Browsing by Subject "morphine tolerance"

Now showing 1 - 1 of 1
  • Thumbnail Image
    Item
    Role of Gut Microbiota in Morphine-induced Analgesic Tolerance
    (2019-08) Zhang, Li
    Prolonged exposure to opioids results in analgesic tolerance, drug overdose, and death. The mechanism underlying morphine analgesic tolerance still remains unresolved. Currently, there are studies focusing on the role of the gut microbiota and its interactions with gut and brain (the microbiota-gut-brain axis) in substance abuse, especially opioid abuse. The microbiota-gut-brain axis is a bidirectional communication between central nervous system and gastrointestinal system. Emerging literature provides evidence that the gut microbiota orchestrates neurogenesis, brain development and function, as well as blood-brain-barrier integrity, and host behavior through vagal afferents, gut hormones, cytokines, and microbial metabolites. Gut dysbiosis disrupts the homeostasis between brain and gut in neurodegenerative disorder, central nervous system injury, and exacerbates disease progression. In opioid abuse subjects, increased comorbidity and behavioral changes are found to be associated with impaired gut integrity and bacterial translocation. We show that morphine analgesic tolerance was significantly attenuated in germ-free (GF) and in pan-antibiotic-treated (ABX) mice. Reconstitution of GF mice with naïve fecal microbiota reinstated morphine analgesic tolerance. We further demonstrated that tolerance was associated with microbial dysbiosis with selective depletion in Bifidobacteria and Lactobacillaeae. Probiotics, enriched with these bacteria, attenuated analgesic tolerance in morphine-treated mice.

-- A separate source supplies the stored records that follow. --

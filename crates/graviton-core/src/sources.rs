//! Modulation source generators.
//!
//! Four autonomous generators feed the modulation matrix. Each advances its
//! internal state exactly once per audio block (never per connection) and
//! exposes one or more bipolar axes in [-1, 1]:
//!
//! - [`ChaosAttractor`] — Lorenz system at control rate, axes x/y/z.
//! - [`AudioFollower`] — RMS and peak of the input with ballistics.
//! - [`BrownianMotion`] — bounded random walk, two independent axes.
//! - [`EnvelopeTracker`] — input level plus its block-to-block slope.
//!
//! Determinism: given the same seed/initial state and the same sequence of
//! [`BlockStats`], every generator reproduces the same axis values. The
//! random walk uses its own xorshift state rather than a shared RNG so a
//! preset reload replays identically.

use libm::expf;

/// Per-block input statistics, computed once by the engine.
#[derive(Debug, Clone, Copy, Default)]
pub struct BlockStats {
    /// Root-mean-square level of the block, 0..1 for full-scale audio.
    pub rms: f32,
    /// Absolute peak of the block.
    pub peak: f32,
    /// Samples in the block.
    pub len: usize,
}

/// Lorenz attractor advanced at control rate.
///
/// The classic sigma/rho/beta system, integrated once per block with a
/// time step proportional to block duration. The orbit never repeats but
/// is fully deterministic from its initial state, which gives slow,
/// organic, correlated motion across the three axes.
#[derive(Debug, Clone)]
pub struct ChaosAttractor {
    x: f32,
    y: f32,
    z: f32,
    sample_rate: f32,
    /// Control-rate speed multiplier.
    rate: f32,
}

const LORENZ_SIGMA: f32 = 10.0;
const LORENZ_RHO: f32 = 28.0;
const LORENZ_BETA: f32 = 8.0 / 3.0;

impl ChaosAttractor {
    /// Attractor at its canonical starting point.
    pub fn new(sample_rate: f32) -> Self {
        Self {
            x: 0.1,
            y: 0.0,
            z: 1.05,
            sample_rate,
            rate: 1.5,
        }
    }

    /// Update the sample rate.
    pub fn set_sample_rate(&mut self, sample_rate: f32) {
        self.sample_rate = sample_rate;
    }

    /// Advance the orbit by one block.
    pub fn advance_block(&mut self, stats: &BlockStats) {
        // Sub-step the integration: a single Euler step over a whole block
        // at large dt makes the orbit blow up.
        let block_secs = stats.len as f32 / self.sample_rate.max(1.0);
        let steps = 4;
        let dt = (block_secs * self.rate / steps as f32).min(0.02);
        for _ in 0..steps {
            let dx = LORENZ_SIGMA * (self.y - self.x);
            let dy = self.x * (LORENZ_RHO - self.z) - self.y;
            let dz = self.x * self.y - LORENZ_BETA * self.z;
            self.x += dx * dt;
            self.y += dy * dt;
            self.z += dz * dt;
        }
    }

    /// Axis value in [-1, 1]. Axis 0 = x, 1 = y, 2 = z; out-of-range
    /// indices clamp to z.
    pub fn axis(&self, index: usize) -> f32 {
        let v = match index {
            0 => self.x / 20.0,
            1 => self.y / 27.0,
            _ => (self.z - LORENZ_RHO) / 27.0,
        };
        v.clamp(-1.0, 1.0)
    }

    /// Restore the canonical starting point.
    pub fn reset(&mut self) {
        self.x = 0.1;
        self.y = 0.0;
        self.z = 1.05;
    }
}

/// Input level follower with attack/release ballistics.
///
/// Tracks block RMS and block peak through separate one-pole stages so a
/// connection can choose between the smooth loudness contour (axis 0) and
/// the snappier transient contour (axis 1). Both axes are mapped from
/// unipolar level to bipolar [-1, 1].
#[derive(Debug, Clone)]
pub struct AudioFollower {
    rms_state: f32,
    peak_state: f32,
    attack_ms: f32,
    release_ms: f32,
    sample_rate: f32,
}

impl AudioFollower {
    /// Follower with 15 ms attack / 200 ms release.
    pub fn new(sample_rate: f32) -> Self {
        Self {
            rms_state: 0.0,
            peak_state: 0.0,
            attack_ms: 15.0,
            release_ms: 200.0,
            sample_rate,
        }
    }

    /// Update the sample rate.
    pub fn set_sample_rate(&mut self, sample_rate: f32) {
        self.sample_rate = sample_rate;
    }

    /// Advance both followers by one block.
    pub fn advance_block(&mut self, stats: &BlockStats) {
        let block_secs = stats.len as f32 / self.sample_rate.max(1.0);
        self.rms_state = follow(self.rms_state, stats.rms, block_secs, self.attack_ms, self.release_ms);
        self.peak_state = follow(
            self.peak_state,
            stats.peak,
            block_secs,
            self.attack_ms * 0.25,
            self.release_ms,
        );
    }

    /// Axis 0 = RMS contour, axis 1 = peak contour, both in [-1, 1].
    pub fn axis(&self, index: usize) -> f32 {
        let level = if index == 0 { self.rms_state } else { self.peak_state };
        (level.clamp(0.0, 1.0) * 2.0 - 1.0).clamp(-1.0, 1.0)
    }

    /// Clear both followers.
    pub fn reset(&mut self) {
        self.rms_state = 0.0;
        self.peak_state = 0.0;
    }
}

/// One block of attack/release following at block rate.
fn follow(state: f32, input: f32, block_secs: f32, attack_ms: f32, release_ms: f32) -> f32 {
    let tau_ms = if input > state { attack_ms } else { release_ms };
    let tau = (tau_ms / 1000.0).max(1.0e-4);
    let a = 1.0 - expf(-block_secs / tau);
    state + a * (input - state)
}

/// Bounded random walk with two independent axes.
///
/// Each block, every axis takes a small uniform step and reflects off the
/// ±1 boundaries. State is a private xorshift32 word, so the walk is
/// reproducible from its seed regardless of what else uses randomness.
#[derive(Debug, Clone)]
pub struct BrownianMotion {
    axes: [f32; 2],
    rng_state: u32,
    /// Step scale per block, in axis units.
    step: f32,
}

impl BrownianMotion {
    /// Walk seeded with `seed` (0 is remapped to a fixed nonzero word).
    pub fn new(seed: u32) -> Self {
        Self {
            axes: [0.0; 2],
            rng_state: if seed == 0 { 0x9E37_79B9 } else { seed },
            step: 0.02,
        }
    }

    /// Advance both axes by one block.
    pub fn advance_block(&mut self, _stats: &BlockStats) {
        for axis in &mut self.axes {
            let r = xorshift32(&mut self.rng_state);
            // Uniform in [-1, 1].
            let unit = (r as f32 / u32::MAX as f32) * 2.0 - 1.0;
            let mut next = *axis + unit * self.step;
            if next > 1.0 {
                next = 2.0 - next;
            } else if next < -1.0 {
                next = -2.0 - next;
            }
            *axis = next.clamp(-1.0, 1.0);
        }
    }

    /// Axis value in [-1, 1]; indices past the last axis clamp.
    pub fn axis(&self, index: usize) -> f32 {
        self.axes[index.min(self.axes.len() - 1)]
    }

    /// Return both axes to zero (keeps the RNG sequence position).
    pub fn reset(&mut self) {
        self.axes = [0.0; 2];
    }
}

#[inline]
fn xorshift32(state: &mut u32) -> u32 {
    let mut x = *state;
    x ^= x << 13;
    x ^= x >> 17;
    x ^= x << 5;
    *state = x;
    x
}

/// Envelope tracker producing level and slope axes.
///
/// Axis 0 is a bipolar-mapped attack/release envelope of the input peak.
/// Axis 1 is the normalized block-to-block slope of that envelope, which
/// leads transients: positive while the input swells, negative while it
/// decays.
#[derive(Debug, Clone)]
pub struct EnvelopeTracker {
    level: f32,
    prev_level: f32,
    attack_ms: f32,
    release_ms: f32,
    sample_rate: f32,
}

impl EnvelopeTracker {
    /// Tracker with 5 ms attack / 120 ms release.
    pub fn new(sample_rate: f32) -> Self {
        Self {
            level: 0.0,
            prev_level: 0.0,
            attack_ms: 5.0,
            release_ms: 120.0,
            sample_rate,
        }
    }

    /// Update the sample rate.
    pub fn set_sample_rate(&mut self, sample_rate: f32) {
        self.sample_rate = sample_rate;
    }

    /// Advance by one block.
    pub fn advance_block(&mut self, stats: &BlockStats) {
        let block_secs = stats.len as f32 / self.sample_rate.max(1.0);
        self.prev_level = self.level;
        self.level = follow(self.level, stats.peak, block_secs, self.attack_ms, self.release_ms);
    }

    /// Axis 0 = level, axis 1 = slope, both in [-1, 1].
    pub fn axis(&self, index: usize) -> f32 {
        if index == 0 {
            (self.level.clamp(0.0, 1.0) * 2.0 - 1.0).clamp(-1.0, 1.0)
        } else {
            // Slope per block, scaled so a full swing over ~10 blocks pins
            // the axis.
            ((self.level - self.prev_level) * 10.0).clamp(-1.0, 1.0)
        }
    }

    /// Clear the envelope.
    pub fn reset(&mut self) {
        self.level = 0.0;
        self.prev_level = 0.0;
    }
}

These results suggest that probiotics therapy during morphine administration may be a promising, safe, and inexpensive treatment to prolong morphine’s efficacy and attenuate analgesic tolerance. We hypothesize a vicious cycle of chronic morphine tolerance: morphine-induced gut dysbiosis leads to gut barrier disruption and bacterial translocation, initiating local gut inflammation through TLR2/4 activation, resulting in the activation of pro-inflammatory cytokines, which drives morphine tolerance.